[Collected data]
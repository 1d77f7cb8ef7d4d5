//! Rule-based momentum extrapolator. Smooths recent closes with an EMA,
//! estimates a per-step slope and projects it forward with damping. The
//! train contract calibrates the EMA span against a holdout instead of
//! fitting weights, so the bot exercises the full training pipeline with
//! negligible compute.

use crate::domain::errors::ServiceError;
use crate::domain::forecast::{BotForecast, PredictedPoint};
use crate::domain::market::{Timeframe, WindowSlice};
use crate::domain::ports::{CancelToken, ForecastBot, ProgressSink, TrainTick};
use crate::domain::training::{TrainOutcome, TrainParams};
use async_trait::async_trait;
use chrono::Utc;
use serde::{Deserialize, Serialize};
use std::path::PathBuf;
use tracing::{debug, info};

const DEFAULT_SPAN: usize = 20;
const SLOPE_DAMPING: f64 = 0.92;
const CANDIDATE_SPANS: &[usize] = &[8, 12, 16, 20, 28, 40];

pub struct MomentumBot {
    model_root: PathBuf,
}

#[derive(Debug, Serialize, Deserialize)]
struct MomentumArtifact {
    ema_span: usize,
    damping: f64,
    test_rmse: f64,
    trained_at: chrono::DateTime<Utc>,
}

impl MomentumBot {
    pub fn new(model_root: impl Into<PathBuf>) -> Self {
        Self {
            model_root: model_root.into(),
        }
    }

    fn artifact_path(&self, symbol: &str, timeframe: Timeframe) -> PathBuf {
        let safe: String = symbol
            .chars()
            .map(|c| if c.is_alphanumeric() { c } else { '_' })
            .collect();
        self.model_root
            .join("momentum")
            .join(format!("{}_{}.json", safe, timeframe))
    }

    fn load_span(&self, symbol: &str, timeframe: Timeframe) -> usize {
        let path = self.artifact_path(symbol, timeframe);
        match std::fs::read(&path) {
            Ok(bytes) => serde_json::from_slice::<MomentumArtifact>(&bytes)
                .map(|a| a.ema_span)
                .unwrap_or(DEFAULT_SPAN),
            Err(_) => DEFAULT_SPAN,
        }
    }
}

fn ema(closes: &[f64], span: usize) -> f64 {
    let alpha = 2.0 / (span as f64 + 1.0);
    let mut value = closes[0];
    for close in &closes[1..] {
        value = alpha * close + (1.0 - alpha) * value;
    }
    value
}

fn slope(closes: &[f64], span: usize) -> f64 {
    if closes.len() < 2 {
        return 0.0;
    }
    let lookback = span.min(closes.len() - 1).max(1);
    let recent = &closes[closes.len() - lookback - 1..];
    let diffs: Vec<f64> = recent.windows(2).map(|w| w[1] - w[0]).collect();
    diffs.iter().sum::<f64>() / diffs.len() as f64
}

/// One-step-ahead forecast used both for live prediction seeding and for
/// holdout evaluation during span calibration.
fn one_step(closes: &[f64], span: usize) -> f64 {
    ema(closes, span) + slope(closes, span)
}

fn residual_confidence(closes: &[f64], span: usize) -> f64 {
    let n = closes.len().min(span * 2).max(4);
    let tail = &closes[closes.len() - n..];
    let mut sq = 0.0;
    let mut count = 0usize;
    for i in 1..tail.len() {
        let predicted = one_step(&tail[..i], span);
        let err = (tail[i] - predicted) / tail[i];
        sq += err * err;
        count += 1;
    }
    if count == 0 {
        return 0.5;
    }
    let rmse = (sq / count as f64).sqrt();
    (1.0 / (1.0 + 60.0 * rmse)).clamp(0.05, 0.95)
}

#[async_trait]
impl ForecastBot for MomentumBot {
    fn name(&self) -> &str {
        "momentum"
    }

    fn min_history(&self) -> usize {
        30
    }

    async fn predict(
        &self,
        window: &WindowSlice,
        horizon_minutes: u32,
    ) -> Result<BotForecast, ServiceError> {
        let closes = window.closes_f64();
        if closes.len() < self.min_history() {
            return Err(ServiceError::InsufficientCoverage {
                symbol: window.symbol().to_string(),
                timeframe: window.timeframe(),
                got: closes.len(),
                need: self.min_history(),
            });
        }
        let last = window
            .last()
            .ok_or_else(|| ServiceError::Internal(anyhow::anyhow!("empty window")))?;

        let span = self.load_span(window.symbol(), window.timeframe());
        let step_secs = window.timeframe().seconds();
        let steps = (horizon_minutes / window.timeframe().minutes()).max(1);
        let confidence = residual_confidence(&closes, span);

        let base = ema(&closes, span);
        let step_slope = slope(&closes, span);

        let mut series = Vec::with_capacity(steps as usize);
        let mut price = base;
        for i in 0..steps {
            price += step_slope * SLOPE_DAMPING.powi(i as i32 + 1);
            series.push(PredictedPoint {
                ts: last.ts + chrono::Duration::seconds(step_secs * (i as i64 + 1)),
                price,
                confidence,
            });
        }

        debug!(
            "momentum predict {} {}: span={} slope={:.4} conf={:.2}",
            window.symbol(),
            window.timeframe(),
            span,
            step_slope,
            confidence
        );
        Ok(BotForecast { series, confidence })
    }

    async fn train(
        &self,
        window: &WindowSlice,
        params: &TrainParams,
        cancel: CancelToken,
        progress: ProgressSink,
    ) -> Result<TrainOutcome, ServiceError> {
        let closes = window.closes_f64();
        if closes.len() < self.min_history() * 2 {
            return Err(ServiceError::TrainingFailed {
                message: format!(
                    "need at least {} candles to calibrate, got {}",
                    self.min_history() * 2,
                    closes.len()
                ),
            });
        }

        let split = closes.len() * 4 / 5;
        let total = params.epochs.max(1);
        let mut best: Option<(usize, f64)> = None;

        for epoch in 0..total {
            if cancel.is_cancelled() {
                return Err(ServiceError::Cancelled);
            }
            let span = CANDIDATE_SPANS[epoch as usize % CANDIDATE_SPANS.len()];

            let mut sq = 0.0;
            for i in split..closes.len() {
                let predicted = one_step(&closes[..i], span);
                let err = closes[i] - predicted;
                sq += err * err;
            }
            let rmse = (sq / (closes.len() - split) as f64).sqrt();
            if best.map(|(_, b)| rmse < b).unwrap_or(true) {
                best = Some((span, rmse));
            }

            let _ = progress
                .send(TrainTick {
                    batch: epoch + 1,
                    total_batches: total,
                    message: format!("span {} rmse {:.4}", span, rmse),
                })
                .await;
            // Calibration is cheap; yield so cancellation stays responsive.
            tokio::task::yield_now().await;
        }

        let (span, test_rmse) = best.ok_or_else(|| ServiceError::TrainingFailed {
            message: "no candidate span evaluated".to_string(),
        })?;

        let mut abs = 0.0;
        for i in split..closes.len() {
            abs += (closes[i] - one_step(&closes[..i], span)).abs();
        }
        let test_mae = abs / (closes.len() - split) as f64;

        let artifact = MomentumArtifact {
            ema_span: span,
            damping: SLOPE_DAMPING,
            test_rmse,
            trained_at: Utc::now(),
        };
        let path = self.artifact_path(window.symbol(), window.timeframe());
        if let Some(parent) = path.parent() {
            std::fs::create_dir_all(parent)
                .map_err(|e| ServiceError::Internal(anyhow::anyhow!(e)))?;
        }
        let bytes =
            serde_json::to_vec_pretty(&artifact).map_err(|e| ServiceError::Internal(e.into()))?;
        std::fs::write(&path, &bytes).map_err(|e| ServiceError::Internal(anyhow::anyhow!(e)))?;

        info!(
            "momentum calibrated {} {}: span={} rmse={:.4}",
            window.symbol(),
            window.timeframe(),
            span,
            test_rmse
        );
        Ok(TrainOutcome {
            data_points_used: closes.len() as u64,
            test_rmse,
            test_mae,
            model_size_bytes: bytes.len() as u64,
            artifact_path: Some(path.to_string_lossy().into_owned()),
        })
    }

    async fn clear(&self, symbol: &str, timeframe: Timeframe) -> Result<bool, ServiceError> {
        let path = self.artifact_path(symbol, timeframe);
        if path.exists() {
            std::fs::remove_file(&path).map_err(|e| ServiceError::Internal(anyhow::anyhow!(e)))?;
            Ok(true)
        } else {
            Ok(false)
        }
    }
}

• [YOUR ASSIGNMENT]
Each of the entries above needs to be given again exactly.

• [SOLUTION]
repository 1d77f7cb8ef7d4d5
//! Rule-based momentum extrapolator. Smooths recent closes with an EMA,
//! estimates a per-step slope and projects it forward with damping. The
//! train contract calibrates the EMA span against a holdout instead of
//! fitting weights, so the bot exercises the full training pipeline with
//! negligible compute.

use crate::domain::errors::ServiceError;
use crate::domain::forecast::{BotForecast, PredictedPoint};
use crate::domain::market::{Timeframe, WindowSlice};
use crate::domain::ports::{CancelToken, ForecastBot, ProgressSink, TrainTick};
use crate::domain::training::{TrainOutcome, TrainParams};
use async_trait::async_trait;
use chrono::Utc;
use serde::{Deserialize, Serialize};
use std::path::PathBuf;
use tracing::{debug, info};

const DEFAULT_SPAN: usize = 20;
const SLOPE_DAMPING: f64 = 0.92;
const CANDIDATE_SPANS: &[usize] = &[8, 12, 16, 20, 28, 40];

pub struct MomentumBot {
    model_root: PathBuf,
}

#[derive(Debug, Serialize, Deserialize)]
struct MomentumArtifact {
    ema_span: usize,
    damping: f64,
    test_rmse: f64,
    trained_at: chrono::DateTime<Utc>,
}

impl MomentumBot {
    pub fn new(model_root: impl Into<PathBuf>) -> Self {
        Self {
            model_root: model_root.into(),
        }
    }

    fn artifact_path(&self, symbol: &str, timeframe: Timeframe) -> PathBuf {
        let safe: String = symbol
            .chars()
            .map(|c| if c.is_alphanumeric() { c } else { '_' })
            .collect();
        self.model_root
            .join("momentum")
            .join(format!("{}_{}.json", safe, timeframe))
    }

    fn load_span(&self, symbol: &str, timeframe: Timeframe) -> usize {
        let path = self.artifact_path(symbol, timeframe);
        match std::fs::read(&path) {
            Ok(bytes) => serde_json::from_slice::<MomentumArtifact>(&bytes)
                .map(|a| a.ema_span)
                .unwrap_or(DEFAULT_SPAN),
            Err(_) => DEFAULT_SPAN,
        }
    }
}

fn ema(closes: &[f64], span: usize) -> f64 {
    let alpha = 2.0 / (span as f64 + 1.0);
    let mut value = closes[0];
    for close in &closes[1..] {
        value = alpha * close + (1.0 - alpha) * value;
    }
    value
}

fn slope(closes: &[f64], span: usize) -> f64 {
    if closes.len() < 2 {
        return 0.0;
    }
    let lookback = span.min(closes.len() - 1).max(1);
    let recent = &closes[closes.len() - lookback - 1..];
    let diffs: Vec<f64> = recent.windows(2).map(|w| w[1] - w[0]).collect();
    diffs.iter().sum::<f64>() / diffs.len() as f64
}

/// One-step-ahead forecast used both for live prediction seeding and for
/// holdout evaluation during span calibration.
fn one_step(closes: &[f64], span: usize) -> f64 {
    ema(closes, span) + slope(closes, span)
}

fn residual_confidence(closes: &[f64], span: usize) -> f64 {
    let n = closes.len().min(span * 2).max(4);
    let tail = &closes[closes.len() - n..];
    let mut sq = 0.0;
    let mut count = 0usize;
    for i in 1..tail.len() {
        let predicted = one_step(&tail[..i], span);
        let err = (tail[i] - predicted) / tail[i];
        sq += err * err;
        count += 1;
    }
    if count == 0 {
        return 0.5;
    }
    let rmse = (sq / count as f64).sqrt();
    (1.0 / (1.0 + 60.0 * rmse)).clamp(0.05, 0.95)
}

#[async_trait]
impl ForecastBot for MomentumBot {
    fn name(&self) -> &str {
        "momentum"
    }

    fn min_history(&self) -> usize {
        30
    }

    async fn predict(
        &self,
        window: &WindowSlice,
        horizon_minutes: u32,
    ) -> Result<BotForecast, ServiceError> {
        let closes = window.closes_f64();
        if closes.len() < self.min_history() {
            return Err(ServiceError::InsufficientCoverage {
                symbol: window.symbol().to_string(),
                timeframe: window.timeframe(),
                got: closes.len(),
                need: self.min_history(),
            });
        }
        let last = window
            .last()
            .ok_or_else(|| ServiceError::Internal(anyhow::anyhow!("empty window")))?;

        let span = self.load_span(window.symbol(), window.timeframe());
        let step_secs = window.timeframe().seconds();
        let steps = (horizon_minutes / window.timeframe().minutes()).max(1);
        let confidence = residual_confidence(&closes, span);

        let base = ema(&closes, span);
        let step_slope = slope(&closes, span);

        let mut series = Vec::with_capacity(steps as usize);
        let mut price = base;
        for i in 0..steps {
            price += step_slope * SLOPE_DAMPING.powi(i as i32 + 1);
            series.push(PredictedPoint {
                ts: last.ts + chrono::Duration::seconds(step_secs * (i as i64 + 1)),
                price,
                confidence,
            });
        }

        debug!(
            "momentum predict {} {}: span={} slope={:.4} conf={:.2}",
            window.symbol(),
            window.timeframe(),
            span,
            step_slope,
            confidence
        );
        Ok(BotForecast { series, confidence })
    }

    async fn train(
        &self,
        window: &WindowSlice,
        params: &TrainParams,
        cancel: CancelToken,
        progress: ProgressSink,
    ) -> Result<TrainOutcome, ServiceError> {
        let closes = window.closes_f64();
        if closes.len() < self.min_history() * 2 {
            return Err(ServiceError::TrainingFailed {
                message: format!(
                    "need at least {} candles to calibrate, got {}",
                    self.min_history() * 2,
                    closes.len()
                ),
            });
        }

        let split = closes.len() * 4 / 5;
        let total = params.epochs.max(1);
        let mut best: Option<(usize, f64)> = None;

        for epoch in 0..total {
            if cancel.is_cancelled() {
                return Err(ServiceError::Cancelled);
            }
            let span = CANDIDATE_SPANS[epoch as usize % CANDIDATE_SPANS.len()];

            let mut sq = 0.0;
            for i in split..closes.len() {
                let predicted = one_step(&closes[..i], span);
                let err = closes[i] - predicted;
                sq += err * err;
            }
            let rmse = (sq / (closes.len() - split) as f64).sqrt();
            if best.map(|(_, b)| rmse < b).unwrap_or(true) {
                best = Some((span, rmse));
            }

            let _ = progress
                .send(TrainTick {
                    batch: epoch + 1,
                    total_batches: total,
                    message: format!("span {} rmse {:.4}", span, rmse),
                })
                .await;
            // Calibration is cheap; yield so cancellation stays responsive.
            tokio::task::yield_now().await;
        }

        let (span, test_rmse) = best.ok_or_else(|| ServiceError::TrainingFailed {
            message: "no candidate span evaluated".to_string(),
        })?;

        let mut abs = 0.0;
        for i in split..closes.len() {
            abs += (closes[i] - one_step(&closes[..i], span)).abs();
        }
        let test_mae = abs / (closes.len() - split) as f64;

        let artifact = MomentumArtifact {
            ema_span: span,
            damping: SLOPE_DAMPING,
            test_rmse,
            trained_at: Utc::now(),
        };
        let path = self.artifact_path(window.symbol(), window.timeframe());
        if let Some(parent) = path.parent() {
            std::fs::create_dir_all(parent)
                .map_err(|e| ServiceError::Internal(anyhow::anyhow!(e)))?;
        }
        let bytes =
            serde_json::to_vec_pretty(&artifact).map_err(|e| ServiceError::Internal(e.into()))?;
        std::fs::write(&path, &bytes).map_err(|e| ServiceError::Internal(anyhow::anyhow!(e)))?;

        info!(
            "momentum calibrated {} {}: span={} rmse={:.4}",
            window.symbol(),
            window.timeframe(),
            span,
            test_rmse
        );
        Ok(TrainOutcome {
            data_points_used: closes.len() as u64,
            test_rmse,
            test_mae,
            model_size_bytes: bytes.len() as u64,
            artifact_path: Some(path.to_string_lossy().into_owned()),
        })
    }

    async fn clear(&self, symbol: &str, timeframe: Timeframe) -> Result<bool, ServiceError> {
        let path = self.artifact_path(symbol, timeframe);
        if path.exists() {
            std::fs::remove_file(&path).map_err(|e| ServiceError::Internal(anyhow::anyhow!(e)))?;
            Ok(true)
        } else {
            Ok(false)
        }
    }
}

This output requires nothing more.